> **EXERCISE AIM**
Show all lines from the listing below that contain "page".
>>>>>
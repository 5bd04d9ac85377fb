//! Hover documentation keyed by bare identifier.
//!
//! Lookups are by exact word only. A method name shared by several services
//! (e.g. `getRecords`) resolves to the same text regardless of the service.

const HOVER_DOCS: [(&str, &str); 6] = [
    (
        "getRecords",
        "**getRecords** - Fetches records from a specified module.\n\n\
         **Syntax:** `zoho.crm.getRecords(module_name, page, per_page, query_value, connection)`",
    ),
    (
        "createRecord",
        "**createRecord** - Creates a new record in the specified module.\n\n\
         **Syntax:** `zoho.crm.createRecord(module_name, data_map, connection)`",
    ),
    (
        "searchRecords",
        "**searchRecords** - Searches for records based on criteria.\n\n\
         **Syntax:** `zoho.crm.searchRecords(module_name, criteria, connection)`",
    ),
    (
        "info",
        "**info** - Logs information to the execution log.\n\n\
         **Syntax:** `info message;`",
    ),
    (
        "sendmail",
        "**sendmail** - Sends an email.\n\n\
         **Syntax:** `sendmail [from: ... to: ... subject: ... message: ...]`",
    ),
    (
        "invokeurl",
        "**invokeurl** - Makes HTTP requests to external services.\n\n\
         **Syntax:** `invokeurl [url: ... type: ... parameters: ... connection: ...]`",
    ),
];

/// Markdown documentation for `word`, if it is a documented identifier.
pub fn lookup_hover(word: &str) -> Option<&'static str> {
    HOVER_DOCS
        .iter()
        .find(|(key, _)| *key == word)
        .map(|(_, doc)| *doc)
}

/// Identifiers that have hover documentation, in authored order.
pub fn documented_words() -> impl Iterator<Item = &'static str> {
    HOVER_DOCS.iter().map(|(key, _)| *key)
}

#[cfg(test)]
mod tests {
    use super::*;
    use rstest::rstest;

    #[test]
    fn get_records_mentions_crm_syntax() {
        let doc = lookup_hover("getRecords").expect("getRecords is documented");
        assert!(doc.contains("zoho.crm.getRecords"));
        assert!(doc.starts_with("**getRecords**"));
    }

    #[rstest]
    #[case::unknown("doesNotExist")]
    #[case::empty("")]
    #[case::wrong_case("GetRecords")]
    #[case::namespaced("zoho.crm.getRecords")]
    #[case::keyword_without_docs("if")]
    fn unknown_words_have_no_docs(#[case] word: &str) {
        assert_eq!(lookup_hover(word), None);
    }

    #[test]
    fn every_documented_word_resolves() {
        let words: Vec<&str> = documented_words().collect();
        assert_eq!(
            words,
            [
                "getRecords",
                "createRecord",
                "searchRecords",
                "info",
                "sendmail",
                "invokeurl"
            ]
        );
        for word in words {
            let doc = lookup_hover(word).expect("documented word resolves");
            assert!(doc.contains("**Syntax:**"), "{word} lacks a syntax line");
        }
    }

    #[test]
    fn line_continuations_keep_the_paragraph_break() {
        let doc = lookup_hover("info").expect("info is documented");
        assert_eq!(
            doc,
            "**info** - Logs information to the execution log.\n\n**Syntax:** `info message;`"
        );
    }
}
/// An open Deluge document as last synchronised by the client.
pub struct Document {
    text: String,
    version: Option<i32>,
    language_id: Option<String>,
}

impl Document {
    /// Create a new document with just text
    pub fn new(text: String) -> Self {
        Self {
            text,
            version: None,
            language_id: None,
        }
    }

    /// Create a new document with version
    pub fn with_version(text: String, version: i32) -> Self {
        Self {
            text,
            version: Some(version),
            language_id: None,
        }
    }

    /// Create a document as announced by `textDocument/didOpen`
    pub fn opened(text: String, language_id: String, version: i32) -> Self {
        Self {
            text,
            version: Some(version),
            language_id: Some(language_id),
        }
    }

    /// Get the text content
    pub fn text(&self) -> &str {
        &self.text
    }

    /// Get the document version
    pub fn version(&self) -> Option<i32> {
        self.version
    }

    /// Get the language ID
    pub fn language_id(&self) -> Option<&str> {
        self.language_id.as_deref()
    }

    /// Get a position mapper for this document
    pub fn position_mapper(&self) -> crate::text::PositionMapper<'_> {
        crate::text::PositionMapper::new(self.text())
    }

    pub(crate) fn replace_text(&mut self, text: String, version: Option<i32>) {
        self.text = text;
        if version.is_some() {
            self.version = version;
        }
    }
}
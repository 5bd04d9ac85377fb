pub mod store;

pub(crate) mod model;

// Re-export main types
pub use model::Document;
pub use store::{DocumentHandle, DocumentStore};
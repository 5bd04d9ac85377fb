use crate::document::Document;
use dashmap::DashMap;
use dashmap::mapref::one::Ref;
use std::ops::Deref;
use url::Url;

// The central store for all open documents.
pub struct DocumentStore {
    documents: DashMap<Url, Document>,
}

pub struct DocumentHandle<'a> {
    inner: Ref<'a, Url, Document>,
}

impl<'a> DocumentHandle<'a> {
    fn new(inner: Ref<'a, Url, Document>) -> Self {
        Self { inner }
    }
}

impl<'a> Deref for DocumentHandle<'a> {
    type Target = Document;

    fn deref(&self) -> &Self::Target {
        &self.inner
    }
}

impl Default for DocumentStore {
    fn default() -> Self {
        Self {
            documents: DashMap::new(),
        }
    }
}

impl DocumentStore {
    pub fn new() -> Self {
        Self::default()
    }

    pub fn insert(&self, uri: Url, document: Document) {
        self.documents.insert(uri, document);
    }

    pub fn get(&self, uri: &Url) -> Option<DocumentHandle<'_>> {
        self.documents.get(uri).map(DocumentHandle::new)
    }

    /// Replace the text of a document, creating it if the open was missed.
    pub fn update_document(&self, uri: Url, text: String, version: Option<i32>) {
        match self.documents.get_mut(&uri) {
            Some(mut doc) => doc.replace_text(text, version),
            None => {
                let document = match version {
                    Some(version) => Document::with_version(text, version),
                    None => Document::new(text),
                };
                self.documents.insert(uri, document);
            }
        }
    }

    pub fn get_document_text(&self, uri: &Url) -> Option<String> {
        self.documents.get(uri).map(|doc| doc.text().to_string())
    }

    pub fn remove(&self, uri: &Url) -> Option<Document> {
        self.documents.remove(uri).map(|(_, doc)| doc)
    }

    pub fn len(&self) -> usize {
        self.documents.len()
    }

    pub fn is_empty(&self) -> bool {
        self.documents.is_empty()
    }
}
//! Authored method tables for each Zoho service.

use super::Service;

/// A callable integration task scoped to one service.
///
/// `parameter_signature` is display text only (e.g. `"(module_name, connection)"`).
#[derive(Clone, Copy, Debug, PartialEq, Eq)]
pub struct MethodDescriptor {
    pub name: &'static str,
    pub parameter_signature: &'static str,
    pub description: &'static str,
    pub return_type_label: &'static str,
}

const fn method(
    name: &'static str,
    parameter_signature: &'static str,
    description: &'static str,
    return_type_label: &'static str,
) -> MethodDescriptor {
    MethodDescriptor {
        name,
        parameter_signature,
        description,
        return_type_label,
    }
}

static CRM: [MethodDescriptor; 11] = [
    method(
        "getRecords",
        "(module_name, page, per_page, query_value, connection)",
        "Fetches records from specified CRM module",
        "Map",
    ),
    method(
        "getRecordById",
        "(module_name, record_id, connection)",
        "Fetches a specific record by ID",
        "Map",
    ),
    method(
        "createRecord",
        "(module_name, data_map, connection)",
        "Creates a new record",
        "Map",
    ),
    method(
        "updateRecord",
        "(module_name, record_id, data_map, connection)",
        "Updates an existing record",
        "Map",
    ),
    method(
        "searchRecords",
        "(module_name, criteria, connection)",
        "Searches records based on criteria",
        "List",
    ),
    method(
        "getRelatedRecords",
        "(related_module, parent_module, record_id, connection)",
        "Fetches related records",
        "List",
    ),
    method(
        "updateRelatedRecord",
        "(module, record_id, parent_module, parent_id, data_map, connection)",
        "Updates a related record",
        "Map",
    ),
    method(
        "convertLead",
        "(module, record_id, data_map, connection)",
        "Converts a lead to contact/deal",
        "Map",
    ),
    method(
        "bulkCreate",
        "(module_name, data_list, connection)",
        "Creates multiple records",
        "List",
    ),
    method(
        "upsert",
        "(module_name, data_map, connection)",
        "Insert or update record",
        "Map",
    ),
    method(
        "attachFile",
        "(module_name, record_id, file, connection)",
        "Attaches file to record",
        "Map",
    ),
];

static DESK: [MethodDescriptor; 11] = [
    method(
        "getRecords",
        "(org_id, module_name, from_index, limit, connection)",
        "Fetches records from Desk module",
        "List",
    ),
    method(
        "getRecordById",
        "(org_id, module_name, record_id, connection)",
        "Fetches specific Desk record",
        "Map",
    ),
    method(
        "create",
        "(org_id, module_name, data_map, connection)",
        "Creates a Desk record",
        "Map",
    ),
    method(
        "update",
        "(org_id, module_name, record_id, data_map, connection)",
        "Updates a Desk record",
        "Map",
    ),
    method(
        "searchRecords",
        "(org_id, module_name, query, from_index, limit, connection)",
        "Searches Desk records",
        "List",
    ),
    method(
        "getRelatedRecords",
        "(org_id, related_module, parent_module, parent_id, from_index, limit, connection)",
        "Fetches related Desk records",
        "List",
    ),
    method(
        "createRelatedRecord",
        "(org_id, related_module, parent_module, parent_id, data_map, connection)",
        "Creates related Desk record",
        "Map",
    ),
    method(
        "updateRelatedRecord",
        "(org_id, related_module, record_id, parent_module, parent_id, data_map, connection)",
        "Updates related Desk record",
        "Map",
    ),
    method(
        "move",
        "(org_id, ticket_id, department_id, connection)",
        "Moves ticket to department",
        "Map",
    ),
    method(
        "split",
        "(org_id, ticket_id, thread_id, connection)",
        "Splits reply as new ticket",
        "Map",
    ),
    method(
        "merge",
        "(org_id, ticket_ids, connection)",
        "Merges multiple tickets",
        "Map",
    ),
];

static BOOKS: [MethodDescriptor; 7] = [
    method(
        "getOrganizations",
        "(connection)",
        "Fetches Zoho Books organizations",
        "List",
    ),
    method(
        "getList",
        "(module_name, org_id, per_page, page, connection)",
        "Fetches records from module",
        "List",
    ),
    method(
        "retrieve",
        "(module_name, org_id, record_id, connection)",
        "Fetches specific record",
        "Map",
    ),
    method(
        "create",
        "(module_name, org_id, data_map, connection)",
        "Creates a Books record",
        "Map",
    ),
    method(
        "update",
        "(module_name, org_id, record_id, data_map, connection)",
        "Updates a Books record",
        "Map",
    ),
    method(
        "markStatus",
        "(module_name, org_id, record_id, status, connection)",
        "Changes record status",
        "Map",
    ),
    method(
        "getTemplates",
        "(org_id, connection)",
        "Fetches invoice templates",
        "List",
    ),
];

static BILLING: [MethodDescriptor; 5] = [
    method(
        "getOrganizations",
        "(connection)",
        "Fetches Billing organizations",
        "List",
    ),
    method(
        "getList",
        "(module_name, org_id, per_page, page, connection)",
        "Fetches records",
        "List",
    ),
    method(
        "retrieve",
        "(module_name, org_id, record_id, connection)",
        "Fetches specific record",
        "Map",
    ),
    method(
        "create",
        "(module_name, org_id, data_map, connection)",
        "Creates a record",
        "Map",
    ),
    method(
        "update",
        "(module_name, org_id, record_id, data_map, connection)",
        "Updates a record",
        "Map",
    ),
];

static PROJECTS: [MethodDescriptor; 7] = [
    method(
        "getRecords",
        "(portal, project_id, module, from_index, limit, connection)",
        "Fetches project records",
        "List",
    ),
    method(
        "getProjectDetails",
        "(portal, connection)",
        "Fetches project details",
        "List",
    ),
    method(
        "create",
        "(portal, project_id, module, data_map, connection)",
        "Creates project record",
        "Map",
    ),
    method(
        "update",
        "(portal, project_id, module, record_id, data_map, connection)",
        "Updates project record",
        "Map",
    ),
    method(
        "associateLogs",
        "(portal, project_id, module, record_id, log_data, connection)",
        "Creates time log",
        "Map",
    ),
    method(
        "updateAssociateLogs",
        "(portal, project_id, log_id, module, record_id, log_data, connection)",
        "Updates time log",
        "Map",
    ),
    method(
        "getPortals",
        "(connection)",
        "Fetches project portals",
        "List",
    ),
];

static AI: [MethodDescriptor; 7] = [
    method(
        "translate",
        "(text, target_lang, source_lang)",
        "Translates text between languages",
        "String",
    ),
    method(
        "extractKeywords",
        "(text)",
        "Extracts keywords from text",
        "List",
    ),
    method(
        "detectObject",
        "(image_url)",
        "Detects objects in image",
        "Map",
    ),
    method("detectFace", "(image_url)", "Detects faces in image", "Map"),
    method(
        "recognizeText",
        "(image_url, model_type, language)",
        "Performs OCR on image",
        "String",
    ),
    method(
        "analyseSentiment",
        "(text)",
        "Analyzes sentiment of text",
        "Map",
    ),
    method(
        "predictLanguage",
        "(text)",
        "Predicts language of text",
        "String",
    ),
];

/// Methods authored for `service`, in display order.
///
/// Services without an authored table yield an empty slice.
pub fn methods(service: Service) -> &'static [MethodDescriptor] {
    match service {
        Service::Crm => &CRM,
        Service::Desk => &DESK,
        Service::Books => &BOOKS,
        Service::Billing => &BILLING,
        Service::Projects => &PROJECTS,
        Service::Ai => &AI,
        Service::Recruit
        | Service::People
        | Service::Inventory
        | Service::Mail
        | Service::Cliq
        | Service::Sign
        | Service::Writer
        | Service::Workdrive
        | Service::Fsm
        | Service::Analytics
        | Service::Campaigns
        | Service::Commerce
        | Service::Expense
        | Service::Subscriptions
        | Service::Directory
        | Service::Connect
        | Service::Sheet
        | Service::Calendar
        | Service::Bookings
        | Service::Map
        | Service::Salesiq => &[],
    }
}

/// String-keyed variant of [`methods`]; unknown identifiers yield an empty slice.
pub fn list_methods(service: &str) -> &'static [MethodDescriptor] {
    Service::from_identifier(service)
        .map(methods)
        .unwrap_or_default()
}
<<<<<
> **REPLY TO THE TASK**
         **Syntax:** `zoho.crm.getRecords(module_name, page, per_page, query_value, connection)`",
        "(module_name, page, per_page, query_value, connection)",
        "(module_name, org_id, per_page, page, connection)",
        "(module_name, org_id, per_page, page, connection)",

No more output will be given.